E havia ainda a Cláusula 1.2(b), permitindo que a Google alterasse unilateralmente o “Guia do Programa”, parte integrante do contrato. Bastava uma notificação com trinta dias de antecedência. Para a Celepar, a única saída seria aceitar ou romper. Era como morar em uma casa alugada e, de um dia para o outro, descobrir que o dono mudou todas as regras: agora não se pode mais usar a cozinha após as oito, nem pendurar quadros na parede. Se não gostar, arrume as malas.

Esses pontos não estavam apenas na denúncia: estavam confirmados nos documentos. Em preto no branco, em páginas que, à primeira leitura, poderiam passar despercebidas.

Nos bastidores políticos, uma cena paralela se desenhava. Um mês antes da assinatura, o secretário de Inovação, Alex Canziani, viajou com o governador Ratinho Jr. a Las Vegas para um encontro com executivos da Google. A agenda oficial falava em “ampliar o uso de inteligência artificial no Estado”. A assinatura do contrato, semanas depois, soou quase como um epílogo anunciado.

Enquanto isso, em Brasília, a filha do secretário, a deputada federal Luísa Canziani, assumia a presidência da Comissão Especial da Câmara que discute a regulamentação da inteligência artificial. Em abril, havia posado sorridente na sede da Google, no Vale do Silício, em uma visita bancada por entidades privadas. Sua trajetória parlamentar já a colocara lado a lado de gigantes da tecnologia: votara contra o PL das Fake News, presidira a Frente Digital, e mantinha proximidade com lobistas do setor.

O cruzamento desses dois cenários — pai articulando contratos no Paraná, filha regulando o setor em Brasília — deu ao episódio contornos de novela política.
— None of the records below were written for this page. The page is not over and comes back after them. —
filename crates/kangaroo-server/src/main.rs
//! kangaroo: SSH forwarding gateway.
//!
//! Serves SSH `direct-tcpip` channels and lets each one through only if the
//! ordered address policy allows the (source, destination) pair and, where the
//! policy demands it, the destination proves to be on the local link.

mod config;
mod gateway;
mod server;

use clap::Parser;
use config::ServerConfig;
use gateway::ProbeStrategy;
use server::KangarooServer;
use std::path::PathBuf;
use tracing::{error, info};

/// kangaroo: policy-gated SSH forwarding gateway
#[derive(Parser, Debug)]
#[command(name = "kangaroo", version, about = "Policy-gated SSH forwarding gateway")]
struct Cli {
    /// Config file path (JSON, or TOML by extension)
    #[arg(short, long)]
    config: Option<String>,

    /// Listen port (overrides the config file)
    #[arg(short, long)]
    port: Option<u16>,

    /// Listen address (overrides the config file)
    #[arg(long)]
    addr: Option<String>,

    /// Adjacency prober: neighbor or ttl
    #[arg(long)]
    prober: Option<ProbeStrategy>,

    /// Log level (trace, debug, info, warn, error)
    #[arg(long, default_value = "info")]
    log_level: String,
}

#[tokio::main]
async fn main() {
    let cli = Cli::parse();

    // Initialize tracing
    use tracing_subscriber::EnvFilter;
    let env_filter = EnvFilter::try_from_default_env()
        .unwrap_or_else(|_| EnvFilter::new(&cli.log_level));
    tracing_subscriber::fmt()
        .with_env_filter(env_filter)
        .with_target(false)
        .init();

    info!(version = env!("CARGO_PKG_VERSION"), "starting kangaroo");

    // Load server config (file + CLI overrides)
    let config_path = cli.config.as_ref().map(PathBuf::from);
    let server_config = match ServerConfig::load(
        config_path.as_deref(),
        cli.port,
        cli.addr.as_deref(),
        cli.prober,
    ) {
        Ok(cfg) => cfg,
        Err(e) => {
            error!(error = %e, "failed to load config");
            std::process::exit(1);
        }
    };

    let server = match KangarooServer::new(server_config) {
        Ok(s) => s,
        Err(e) => {
            error!(error = %e, "failed to create server");
            std::process::exit(1);
        }
    };

    // Run until shutdown signal
    tokio::select! {
        result = server.run() => {
            if let Err(e) = result {
                error!(error = %e, "server error");
                std::process::exit(1);
            }
        }
        _ = shutdown_signal() => {
            info!("received shutdown signal");
        }
    }

    info!("kangaroo stopped");
}

async fn shutdown_signal() {
    let ctrl_c = tokio::signal::ctrl_c();

    #[cfg(unix)]
    {
        let mut sigterm =
            tokio::signal::unix::signal(tokio::signal::unix::SignalKind::terminate())
                .expect("failed to install SIGTERM handler");
        tokio::select! {
            _ = ctrl_c => {}
            _ = sigterm.recv() => {}
        }
    }

    #[cfg(not(unix))]
    {
        ctrl_c.await.ok();
    }
}
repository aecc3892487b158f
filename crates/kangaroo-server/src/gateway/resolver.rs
//! DNS resolution via `tokio::net::lookup_host`.
//!
//! The forwarder needs exactly one concrete address per request: policy is
//! never evaluated against a hostname.

use std::net::IpAddr;
use tokio::net;
use tracing::{debug, warn};

/// Stateless async DNS resolver.
///
/// All methods are static; the struct exists only for namespacing.
pub struct DnsResolver;

impl DnsResolver {
    /// Resolve `host` to its first address.
    ///
    /// IP literals (including bracketed IPv6) are returned without a lookup.
    /// A dummy port (`:0`) is appended for `lookup_host`, which requires a
    /// `host:port` pair.
    ///
    /// # Errors
    ///
    /// Returns `Err(String)` if the lookup fails (e.g. NXDOMAIN) or yields no
    /// addresses.
    pub async fn resolve_first(host: &str) -> Result<IpAddr, String> {
        if let Some(ip) = Self::literal(host) {
            return Ok(ip);
        }

        let lookup_addr = format!("{}:0", host);
        let result = net::lookup_host(&lookup_addr).await;
        match result {
            Ok(mut addrs) => match addrs.next() {
                Some(addr) => {
                    debug!(name = %host, ip = %addr.ip(), "resolved");
                    Ok(addr.ip().to_canonical())
                }
                None => {
                    debug!(name = %host, "no addresses found");
                    Err(format!("no IP found for {}", host))
                }
            },
            Err(e) => {
                warn!(name = %host, error = %e, "DNS resolution failed");
                Err(format!("error looking up {}: {}", host, e))
            }
        }
    }

    /// Parse `host` as an IP literal, bracketed or not, without any lookup.
    pub fn literal(host: &str) -> Option<IpAddr> {
        let literal = host.trim_start_matches('[').trim_end_matches(']');
        literal.parse::<IpAddr>().ok().map(|ip| ip.to_canonical())
    }
}

#[cfg(test)]
mod tests {
    use super::*;

    #[tokio::test]
    async fn test_resolve_localhost() {
        let result = DnsResolver::resolve_first("localhost").await;
        assert!(result.is_ok(), "localhost should resolve: {:?}", result);
        assert!(result.unwrap().is_loopback());
    }

    #[tokio::test]
    async fn test_resolve_literals() {
        assert_eq!(
            DnsResolver::resolve_first("10.1.2.3").await.unwrap(),
            "10.1.2.3".parse::<IpAddr>().unwrap()
        );
        assert_eq!(
            DnsResolver::resolve_first("[2001:db8::5]").await.unwrap(),
            "2001:db8::5".parse::<IpAddr>().unwrap()
        );
        assert_eq!(
            DnsResolver::resolve_first("::ffff:192.0.2.9").await.unwrap(),
            "192.0.2.9".parse::<IpAddr>().unwrap()
        );
    }

    #[tokio::test]
    async fn test_resolve_invalid() {
        let result = DnsResolver::resolve_first("this.host.definitely.does.not.exist.invalid").await;
        assert!(result.is_err());
    }

    #[test]
    fn test_literal_skips_names() {
        assert_eq!(DnsResolver::literal("[::1]"), Some("::1".parse::<IpAddr>().unwrap()));
        assert_eq!(DnsResolver::literal("127.0.0.2"), Some("127.0.0.2".parse::<IpAddr>().unwrap()));
        assert_eq!(DnsResolver::literal("db.internal"), None);
    }
}
//! Link-layer adjacency probing.
//!
//! Answers one question: is this destination on our broadcast domain (one
//! hop, no router in between)? Two strategies share the [`AdjacencyProber`]
//! contract:
//!
//! - **[`neighbor`]**: send one ICMP echo to provoke a neighbor-cache entry,
//!   then read the kernel neighbor table; adjacent iff the entry is
//!   `REACHABLE` or `DELAY`.
//! - **[`ttl`]**: send a UDP datagram with TTL / hop limit 1 and check that
//!   the ICMP answer comes from the destination itself.
//!
//! Every failure (missing privilege, socket error, timeout) yields `false`.
//! Probing never returns an error to the caller and never aborts the process.

pub mod icmp;
pub mod neighbor;
pub mod ttl;

use async_trait::async_trait;
use serde::Deserialize;
use std::fmt;
use std::net::IpAddr;
use std::str::FromStr;
use std::sync::Arc;

pub use neighbor::NeighborCacheProber;
pub use ttl::TtlProber;

/// Decides whether a destination is directly reachable on the local link.
#[async_trait]
pub trait AdjacencyProber: Send + Sync {
    /// Bounded by the strategy's timeout; `false` when undetermined.
    async fn is_link_local(&self, dst: IpAddr) -> bool;

    /// Short strategy name for logs.
    fn name(&self) -> &'static str;
}

/// Probe strategy selected by configuration.
#[derive(Debug, Clone, Copy, PartialEq, Eq, Default, Deserialize)]
#[serde(rename_all = "lowercase")]
pub enum ProbeStrategy {
    #[default]
    Neighbor,
    Ttl,
}

impl FromStr for ProbeStrategy {
    type Err = String;

    fn from_str(s: &str) -> Result<Self, Self::Err> {
        match s.to_ascii_lowercase().as_str() {
            "neighbor" | "neigh" | "arp" => Ok(Self::Neighbor),
            "ttl" | "ttl1" => Ok(Self::Ttl),
            other => Err(format!("unknown prober {other:?} (expected \"neighbor\" or \"ttl\")")),
        }
    }
}

impl fmt::Display for ProbeStrategy {
    fn fmt(&self, f: &mut fmt::Formatter<'_>) -> fmt::Result {
        f.write_str(match self {
            Self::Neighbor => "neighbor",
            Self::Ttl => "ttl",
        })
    }
}

/// Build the production prober for `strategy`.
pub fn build(strategy: ProbeStrategy) -> Arc<dyn AdjacencyProber> {
    match strategy {
        ProbeStrategy::Neighbor => Arc::new(NeighborCacheProber::system()),
        ProbeStrategy::Ttl => Arc::new(TtlProber::default()),
    }
}

#[cfg(test)]
mod tests {
    use super::*;

    #[test]
    fn test_strategy_parse() {
        assert_eq!("neighbor".parse::<ProbeStrategy>().unwrap(), ProbeStrategy::Neighbor);
        assert_eq!("TTL".parse::<ProbeStrategy>().unwrap(), ProbeStrategy::Ttl);
        assert!("traceroute".parse::<ProbeStrategy>().is_err());
    }

    #[test]
    fn test_strategy_deserialize() {
        let s: ProbeStrategy = serde_json::from_str("\"ttl\"").unwrap();
        assert_eq!(s, ProbeStrategy::Ttl);
        assert_eq!(ProbeStrategy::default(), ProbeStrategy::Neighbor);
    }

    #[test]
    fn test_build_names() {
        assert_eq!(build(ProbeStrategy::Neighbor).name(), "neighbor");
        assert_eq!(build(ProbeStrategy::Ttl).name(), "ttl");
    }
}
E a denúncia recebida por e-mail não apenas confirmou o que já havia sido exposto: trouxe nova luz, ainda mais dura, sobre os riscos assumidos.

Porque, no fim, não se trata apenas de planilhas e cláusulas. Trata-se do controle de informações de milhões de cidadãos. Dados de saúde, de educação, de segurança pública, de servidores. Se esses dados são o sangue digital do Estado, o contrato define quem segura a seringa.
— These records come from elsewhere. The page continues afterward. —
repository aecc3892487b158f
//! Bidirectional byte splice between a tunnel channel and a dialed socket.
//!
//! Two copy tasks run independently (tunnel→socket and socket→tunnel). When
//! either one hits EOF or an error it raises a shared stop signal, so the
//! other direction ends too and both ends are closed. The splice is finished
//! once both tasks have returned.

use std::sync::Arc;
use std::time::Duration;
use tokio::io::{AsyncRead, AsyncReadExt, AsyncWrite, AsyncWriteExt, ReadHalf, WriteHalf};
use tokio::sync::watch;
use tokio::task::JoinHandle;
use tracing::{debug, warn};

const SHUTDOWN_GRACE: Duration = Duration::from_secs(1);

/// Bytes moved in each direction over the life of a splice.
#[derive(Debug, Clone, Copy, Default, PartialEq, Eq)]
pub struct SpliceStats {
    pub tunnel_to_socket: u64,
    pub socket_to_tunnel: u64,
}

/// Spawn the two copy tasks and a task that joins them.
///
/// The returned handle resolves once both directions are closed.
pub fn spawn_splice<T, S>(tunnel: T, socket: S, label: String) -> JoinHandle<SpliceStats>
where
    T: AsyncRead + AsyncWrite + Send + 'static,
    S: AsyncRead + AsyncWrite + Send + 'static,
{
    let (tunnel_read, tunnel_write) = tokio::io::split(tunnel);
    let (socket_read, socket_write) = tokio::io::split(socket);
    let (stop_tx, stop_rx) = watch::channel(false);
    let stop_tx = Arc::new(stop_tx);

    let upstream = tokio::spawn(copy_until_stopped(
        tunnel_read,
        socket_write,
        stop_tx.clone(),
        stop_rx.clone(),
        format!("{label} tunnel->socket"),
    ));
    let downstream = tokio::spawn(copy_until_stopped(
        socket_read,
        tunnel_write,
        stop_tx,
        stop_rx,
        format!("{label} socket->tunnel"),
    ));

    tokio::spawn(async move {
        let (up, down) = tokio::join!(upstream, downstream);
        let stats = SpliceStats {
            tunnel_to_socket: up.unwrap_or_default(),
            socket_to_tunnel: down.unwrap_or_default(),
        };
        debug!(
            forward = %label,
            tunnel_to_socket = stats.tunnel_to_socket,
            socket_to_tunnel = stats.socket_to_tunnel,
            "splice closed"
        );
        stats
    })
}

/// Copy `reader` into `writer` until EOF, an error, or the stop signal.
/// Raises the stop signal on the way out and shuts the writer down.
///
/// The stop signal also interrupts a write that is stuck on a peer which no
/// longer reads, so one closed side always ends both directions.
async fn copy_until_stopped<R, W>(
    mut reader: ReadHalf<R>,
    mut writer: WriteHalf<W>,
    stop_tx: Arc<watch::Sender<bool>>,
    mut stop_rx: watch::Receiver<bool>,
    direction: String,
) -> u64
where
    R: AsyncRead,
    W: AsyncWrite,
{
    let mut buf = vec![0u8; 8192];
    let mut copied = 0u64;

    loop {
        if *stop_rx.borrow() {
            break;
        }
        let step = async {
            let n = reader.read(&mut buf).await?;
            if n > 0 {
                writer.write_all(&buf[..n]).await?;
            }
            Ok::<usize, std::io::Error>(n)
        };
        tokio::select! {
            _ = stop_rx.changed() => {
                debug!(direction = %direction, "other direction closed");
                break;
            }
            result = step => {
                match result {
                    Ok(0) => {
                        debug!(direction = %direction, "EOF");
                        break;
                    }
                    Ok(n) => copied += n as u64,
                    Err(e) => {
                        warn!(direction = %direction, error = %e, "copy error");
                        break;
                    }
                }
            }
        }
    }

    stop_tx.send_replace(true);
    // A peer that stopped reading can stall the shutdown as well.
    let _ = tokio::time::timeout(SHUTDOWN_GRACE, writer.shutdown()).await;
    copied
}
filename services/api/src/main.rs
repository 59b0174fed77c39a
use admissions_api::run;

#[tokio::main]
async fn main() {
    if let Err(err) = run().await {
        eprintln!("application error: {err}");
        std::process::exit(1);
    }
}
E, ao que tudo indica, a Google ganhou um poder raro: alterar regras, impor juros, rescindir unilateralmente, limitar responsabilidades. À Celepar, e por extensão ao Paraná, coube assumir riscos desproporcionais, como quem aposta o patrimônio público em um jogo cujo baralho foi embaralhado pelo próprio adversário.

O Paraná segue vendendo a imagem de “estado mais inovador do Brasil”. Mas as cláusulas do contrato — e as denúncias que agora vêm à tona — sugerem que essa inovação pode estar sendo construída sobre um alicerce frágil, inclinado. No silêncio das salas onde esses papéis foram assinados, não havia aplausos nem discursos: apenas a caneta deslizando no papel, enquanto sombras discretas se alongavam pelo chão.